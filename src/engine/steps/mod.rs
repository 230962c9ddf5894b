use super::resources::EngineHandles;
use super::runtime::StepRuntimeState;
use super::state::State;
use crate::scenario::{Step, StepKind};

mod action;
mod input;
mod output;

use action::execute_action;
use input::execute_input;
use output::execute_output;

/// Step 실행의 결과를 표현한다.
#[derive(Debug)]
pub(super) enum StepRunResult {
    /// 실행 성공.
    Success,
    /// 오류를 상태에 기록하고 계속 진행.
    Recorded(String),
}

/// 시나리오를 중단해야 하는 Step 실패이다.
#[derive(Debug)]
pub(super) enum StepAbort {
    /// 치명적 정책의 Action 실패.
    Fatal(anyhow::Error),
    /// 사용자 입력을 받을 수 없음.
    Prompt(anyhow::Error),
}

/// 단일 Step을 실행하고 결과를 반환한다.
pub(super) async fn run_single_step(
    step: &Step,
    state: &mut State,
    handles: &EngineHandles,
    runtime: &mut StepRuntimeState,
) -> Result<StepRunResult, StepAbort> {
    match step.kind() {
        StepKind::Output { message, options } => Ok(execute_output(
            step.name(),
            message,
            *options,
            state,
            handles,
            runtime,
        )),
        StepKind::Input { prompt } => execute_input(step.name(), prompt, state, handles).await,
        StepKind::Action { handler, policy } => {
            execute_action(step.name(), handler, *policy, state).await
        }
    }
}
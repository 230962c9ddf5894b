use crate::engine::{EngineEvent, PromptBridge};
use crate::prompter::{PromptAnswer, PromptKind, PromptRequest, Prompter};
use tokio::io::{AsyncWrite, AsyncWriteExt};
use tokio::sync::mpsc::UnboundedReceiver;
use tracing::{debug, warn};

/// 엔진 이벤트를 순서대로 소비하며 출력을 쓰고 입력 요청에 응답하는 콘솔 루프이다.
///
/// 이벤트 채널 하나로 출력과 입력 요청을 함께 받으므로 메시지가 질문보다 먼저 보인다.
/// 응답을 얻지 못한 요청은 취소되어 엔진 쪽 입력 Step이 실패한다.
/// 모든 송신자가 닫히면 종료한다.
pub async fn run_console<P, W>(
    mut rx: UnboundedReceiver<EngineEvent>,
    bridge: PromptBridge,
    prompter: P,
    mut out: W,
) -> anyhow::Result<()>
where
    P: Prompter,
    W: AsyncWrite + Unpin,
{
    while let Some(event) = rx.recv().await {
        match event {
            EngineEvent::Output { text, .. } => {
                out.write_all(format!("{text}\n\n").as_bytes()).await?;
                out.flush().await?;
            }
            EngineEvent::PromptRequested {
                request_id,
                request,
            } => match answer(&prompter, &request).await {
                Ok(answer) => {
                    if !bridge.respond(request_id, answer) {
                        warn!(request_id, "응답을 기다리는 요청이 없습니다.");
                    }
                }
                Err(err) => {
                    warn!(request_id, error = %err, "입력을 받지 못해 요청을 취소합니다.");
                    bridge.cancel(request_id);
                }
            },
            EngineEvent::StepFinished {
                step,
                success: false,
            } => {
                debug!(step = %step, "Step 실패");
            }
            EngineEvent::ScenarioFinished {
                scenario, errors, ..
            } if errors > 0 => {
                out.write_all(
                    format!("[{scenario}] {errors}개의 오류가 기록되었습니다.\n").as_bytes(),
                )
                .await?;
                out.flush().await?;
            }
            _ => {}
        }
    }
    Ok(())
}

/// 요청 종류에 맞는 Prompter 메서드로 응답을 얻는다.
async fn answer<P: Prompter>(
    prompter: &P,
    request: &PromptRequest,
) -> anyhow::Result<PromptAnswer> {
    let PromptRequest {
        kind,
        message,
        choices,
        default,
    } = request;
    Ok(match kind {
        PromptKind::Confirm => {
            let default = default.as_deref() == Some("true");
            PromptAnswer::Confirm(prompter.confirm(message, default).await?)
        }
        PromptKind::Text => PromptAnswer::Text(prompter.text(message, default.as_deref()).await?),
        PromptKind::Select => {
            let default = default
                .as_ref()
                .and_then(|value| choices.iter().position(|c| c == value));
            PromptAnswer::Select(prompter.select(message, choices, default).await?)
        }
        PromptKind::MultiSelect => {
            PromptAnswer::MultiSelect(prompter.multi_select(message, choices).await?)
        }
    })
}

------------------------

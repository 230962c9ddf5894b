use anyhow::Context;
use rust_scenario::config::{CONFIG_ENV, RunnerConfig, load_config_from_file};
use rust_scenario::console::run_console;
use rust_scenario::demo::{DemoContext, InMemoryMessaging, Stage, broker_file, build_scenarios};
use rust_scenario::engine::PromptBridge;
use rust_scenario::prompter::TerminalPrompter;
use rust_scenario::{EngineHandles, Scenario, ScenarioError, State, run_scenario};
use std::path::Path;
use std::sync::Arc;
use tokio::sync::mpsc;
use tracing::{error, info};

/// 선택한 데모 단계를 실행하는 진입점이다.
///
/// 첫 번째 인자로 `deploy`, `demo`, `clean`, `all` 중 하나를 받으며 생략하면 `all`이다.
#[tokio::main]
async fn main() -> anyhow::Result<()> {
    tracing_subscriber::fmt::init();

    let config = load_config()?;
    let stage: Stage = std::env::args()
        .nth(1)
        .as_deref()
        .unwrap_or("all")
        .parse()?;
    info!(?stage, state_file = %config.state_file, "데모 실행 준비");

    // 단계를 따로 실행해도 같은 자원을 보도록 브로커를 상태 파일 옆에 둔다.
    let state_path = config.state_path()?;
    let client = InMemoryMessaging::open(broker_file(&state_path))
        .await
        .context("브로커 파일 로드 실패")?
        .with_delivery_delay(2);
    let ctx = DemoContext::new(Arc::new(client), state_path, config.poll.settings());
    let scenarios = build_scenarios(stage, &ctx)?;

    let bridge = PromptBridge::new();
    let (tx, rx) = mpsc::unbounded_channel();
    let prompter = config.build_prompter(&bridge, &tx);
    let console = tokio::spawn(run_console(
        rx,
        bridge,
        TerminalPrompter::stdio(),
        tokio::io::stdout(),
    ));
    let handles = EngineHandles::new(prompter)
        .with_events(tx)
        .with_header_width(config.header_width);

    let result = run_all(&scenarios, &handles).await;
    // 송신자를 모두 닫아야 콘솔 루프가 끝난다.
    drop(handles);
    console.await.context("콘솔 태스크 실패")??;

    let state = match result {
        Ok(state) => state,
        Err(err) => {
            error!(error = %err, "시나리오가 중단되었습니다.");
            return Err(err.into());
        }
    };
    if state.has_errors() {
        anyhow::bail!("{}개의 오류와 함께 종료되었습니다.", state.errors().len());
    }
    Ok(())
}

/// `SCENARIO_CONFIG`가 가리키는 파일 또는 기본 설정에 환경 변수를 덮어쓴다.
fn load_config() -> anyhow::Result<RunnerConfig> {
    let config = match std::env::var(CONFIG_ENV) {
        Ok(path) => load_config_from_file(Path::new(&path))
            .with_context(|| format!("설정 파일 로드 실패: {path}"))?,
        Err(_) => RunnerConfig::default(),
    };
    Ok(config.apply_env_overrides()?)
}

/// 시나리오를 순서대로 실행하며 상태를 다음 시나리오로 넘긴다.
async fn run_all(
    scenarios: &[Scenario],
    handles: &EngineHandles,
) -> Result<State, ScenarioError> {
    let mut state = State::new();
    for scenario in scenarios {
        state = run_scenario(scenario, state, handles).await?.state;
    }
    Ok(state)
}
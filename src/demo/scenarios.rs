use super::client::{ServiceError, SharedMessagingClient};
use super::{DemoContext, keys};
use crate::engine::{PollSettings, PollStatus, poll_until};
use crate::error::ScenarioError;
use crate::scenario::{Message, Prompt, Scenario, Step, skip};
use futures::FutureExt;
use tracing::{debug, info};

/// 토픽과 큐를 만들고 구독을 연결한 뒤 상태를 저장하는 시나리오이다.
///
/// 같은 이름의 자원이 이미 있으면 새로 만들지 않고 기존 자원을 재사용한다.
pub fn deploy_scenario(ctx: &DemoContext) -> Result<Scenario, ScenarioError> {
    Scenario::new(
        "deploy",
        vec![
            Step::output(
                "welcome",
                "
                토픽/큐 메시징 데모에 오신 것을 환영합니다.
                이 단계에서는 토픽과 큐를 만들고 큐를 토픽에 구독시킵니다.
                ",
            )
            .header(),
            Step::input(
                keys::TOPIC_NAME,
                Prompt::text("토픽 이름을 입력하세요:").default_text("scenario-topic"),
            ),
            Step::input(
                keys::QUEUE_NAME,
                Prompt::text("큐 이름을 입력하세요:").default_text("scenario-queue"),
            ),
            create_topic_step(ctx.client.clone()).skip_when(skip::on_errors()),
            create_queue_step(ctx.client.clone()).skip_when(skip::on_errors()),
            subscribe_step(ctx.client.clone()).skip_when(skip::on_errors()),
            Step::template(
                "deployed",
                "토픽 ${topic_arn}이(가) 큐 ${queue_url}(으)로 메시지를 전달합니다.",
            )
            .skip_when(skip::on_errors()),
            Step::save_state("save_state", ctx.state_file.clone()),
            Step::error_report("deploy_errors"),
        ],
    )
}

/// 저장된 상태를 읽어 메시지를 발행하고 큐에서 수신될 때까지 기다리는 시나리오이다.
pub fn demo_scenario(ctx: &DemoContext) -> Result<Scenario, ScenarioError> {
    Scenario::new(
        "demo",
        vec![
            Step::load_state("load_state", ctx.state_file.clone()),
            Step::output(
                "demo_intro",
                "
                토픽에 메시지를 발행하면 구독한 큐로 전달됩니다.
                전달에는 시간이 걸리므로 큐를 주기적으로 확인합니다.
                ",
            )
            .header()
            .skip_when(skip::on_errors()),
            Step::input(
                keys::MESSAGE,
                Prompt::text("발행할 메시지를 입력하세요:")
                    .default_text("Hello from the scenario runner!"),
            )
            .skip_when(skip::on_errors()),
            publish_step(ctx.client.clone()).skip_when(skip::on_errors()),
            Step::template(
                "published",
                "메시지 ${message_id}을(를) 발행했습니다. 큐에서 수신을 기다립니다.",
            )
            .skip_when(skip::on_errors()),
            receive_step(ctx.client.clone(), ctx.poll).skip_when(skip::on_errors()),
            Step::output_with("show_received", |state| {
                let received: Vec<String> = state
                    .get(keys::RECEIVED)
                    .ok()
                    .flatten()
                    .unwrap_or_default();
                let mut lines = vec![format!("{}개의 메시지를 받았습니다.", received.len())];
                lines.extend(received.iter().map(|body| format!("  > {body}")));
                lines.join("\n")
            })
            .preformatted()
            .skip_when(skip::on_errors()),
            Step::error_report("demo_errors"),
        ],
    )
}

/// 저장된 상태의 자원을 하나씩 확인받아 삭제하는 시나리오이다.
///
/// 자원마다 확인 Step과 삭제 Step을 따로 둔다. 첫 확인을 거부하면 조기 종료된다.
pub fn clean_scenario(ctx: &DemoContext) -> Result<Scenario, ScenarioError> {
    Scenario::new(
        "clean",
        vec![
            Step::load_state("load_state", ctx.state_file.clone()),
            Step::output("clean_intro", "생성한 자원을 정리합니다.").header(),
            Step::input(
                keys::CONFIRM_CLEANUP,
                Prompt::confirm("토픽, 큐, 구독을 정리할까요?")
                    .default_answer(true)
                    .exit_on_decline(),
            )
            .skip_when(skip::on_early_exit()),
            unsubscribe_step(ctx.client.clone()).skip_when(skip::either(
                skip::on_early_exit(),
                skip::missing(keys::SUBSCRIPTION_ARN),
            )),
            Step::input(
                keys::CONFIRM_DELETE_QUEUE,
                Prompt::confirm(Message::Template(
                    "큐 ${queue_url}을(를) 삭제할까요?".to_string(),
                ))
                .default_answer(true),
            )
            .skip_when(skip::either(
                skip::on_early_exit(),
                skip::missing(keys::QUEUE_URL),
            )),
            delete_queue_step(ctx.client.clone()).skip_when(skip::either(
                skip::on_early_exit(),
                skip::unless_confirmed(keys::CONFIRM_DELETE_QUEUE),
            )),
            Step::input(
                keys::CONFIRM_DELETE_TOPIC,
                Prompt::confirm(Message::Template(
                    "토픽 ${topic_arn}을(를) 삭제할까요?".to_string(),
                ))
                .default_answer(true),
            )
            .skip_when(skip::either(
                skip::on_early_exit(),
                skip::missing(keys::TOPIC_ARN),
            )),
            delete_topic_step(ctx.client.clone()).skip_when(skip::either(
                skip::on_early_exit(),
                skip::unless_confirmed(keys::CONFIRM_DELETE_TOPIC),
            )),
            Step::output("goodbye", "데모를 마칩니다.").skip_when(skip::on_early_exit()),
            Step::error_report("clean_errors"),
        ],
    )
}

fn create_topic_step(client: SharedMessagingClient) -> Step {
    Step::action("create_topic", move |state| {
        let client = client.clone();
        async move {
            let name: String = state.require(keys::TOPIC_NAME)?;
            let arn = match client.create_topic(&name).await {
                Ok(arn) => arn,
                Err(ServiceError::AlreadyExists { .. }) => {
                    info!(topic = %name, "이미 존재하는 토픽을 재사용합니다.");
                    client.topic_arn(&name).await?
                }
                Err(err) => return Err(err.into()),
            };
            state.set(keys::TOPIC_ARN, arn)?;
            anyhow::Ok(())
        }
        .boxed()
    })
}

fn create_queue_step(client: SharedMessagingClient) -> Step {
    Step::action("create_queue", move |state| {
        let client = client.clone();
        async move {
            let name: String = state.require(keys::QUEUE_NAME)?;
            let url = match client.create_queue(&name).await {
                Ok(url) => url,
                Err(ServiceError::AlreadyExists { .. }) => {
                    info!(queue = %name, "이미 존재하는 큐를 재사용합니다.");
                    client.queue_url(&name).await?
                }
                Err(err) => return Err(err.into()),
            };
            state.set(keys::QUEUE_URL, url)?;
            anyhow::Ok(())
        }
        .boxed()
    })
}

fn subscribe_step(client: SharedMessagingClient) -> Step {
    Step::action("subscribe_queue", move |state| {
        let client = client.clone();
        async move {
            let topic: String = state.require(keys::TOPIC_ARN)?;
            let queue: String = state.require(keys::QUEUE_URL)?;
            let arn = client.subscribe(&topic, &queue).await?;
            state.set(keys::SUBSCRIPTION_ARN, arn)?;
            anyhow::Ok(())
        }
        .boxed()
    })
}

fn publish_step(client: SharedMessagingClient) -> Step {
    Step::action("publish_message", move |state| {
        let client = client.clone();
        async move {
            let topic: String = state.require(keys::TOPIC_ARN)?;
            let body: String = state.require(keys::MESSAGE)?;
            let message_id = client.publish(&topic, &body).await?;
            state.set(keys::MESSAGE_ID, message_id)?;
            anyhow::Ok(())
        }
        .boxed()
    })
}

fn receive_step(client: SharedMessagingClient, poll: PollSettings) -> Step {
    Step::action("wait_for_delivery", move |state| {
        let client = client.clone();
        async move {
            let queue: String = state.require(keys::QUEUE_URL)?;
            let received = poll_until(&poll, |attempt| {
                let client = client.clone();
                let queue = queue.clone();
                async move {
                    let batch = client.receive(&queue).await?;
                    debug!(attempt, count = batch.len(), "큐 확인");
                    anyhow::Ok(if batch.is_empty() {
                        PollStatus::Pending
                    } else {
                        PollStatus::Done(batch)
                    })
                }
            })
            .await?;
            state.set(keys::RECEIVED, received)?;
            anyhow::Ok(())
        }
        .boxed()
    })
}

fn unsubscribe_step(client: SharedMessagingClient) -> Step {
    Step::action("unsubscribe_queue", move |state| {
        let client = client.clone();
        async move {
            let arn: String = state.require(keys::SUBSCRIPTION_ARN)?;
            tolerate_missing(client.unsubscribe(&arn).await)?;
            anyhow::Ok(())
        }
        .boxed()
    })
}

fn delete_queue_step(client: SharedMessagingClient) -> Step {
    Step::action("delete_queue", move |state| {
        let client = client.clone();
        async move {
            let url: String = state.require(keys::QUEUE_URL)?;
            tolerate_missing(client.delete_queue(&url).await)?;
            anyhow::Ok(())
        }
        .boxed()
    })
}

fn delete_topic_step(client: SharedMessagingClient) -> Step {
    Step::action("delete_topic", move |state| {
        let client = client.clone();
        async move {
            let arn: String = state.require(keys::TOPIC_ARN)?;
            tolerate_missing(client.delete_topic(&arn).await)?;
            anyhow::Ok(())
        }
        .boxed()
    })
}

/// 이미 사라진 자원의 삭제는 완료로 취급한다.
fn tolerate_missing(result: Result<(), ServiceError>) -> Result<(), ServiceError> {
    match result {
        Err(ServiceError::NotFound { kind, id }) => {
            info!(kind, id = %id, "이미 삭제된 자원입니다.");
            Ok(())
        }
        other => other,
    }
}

------------------------

Which lines in the records above include the word "메시지를"? Copy them out.

                "토픽 ${topic_arn}이(가) 큐 ${queue_url}(으)로 메시지를 전달합니다.",
/// 저장된 상태를 읽어 메시지를 발행하고 큐에서 수신될 때까지 기다리는 시나리오이다.
                토픽에 메시지를 발행하면 구독한 큐로 전달됩니다.
                Prompt::text("발행할 메시지를 입력하세요:")
                let mut lines = vec![format!("{}개의 메시지를 받았습니다.", received.len())];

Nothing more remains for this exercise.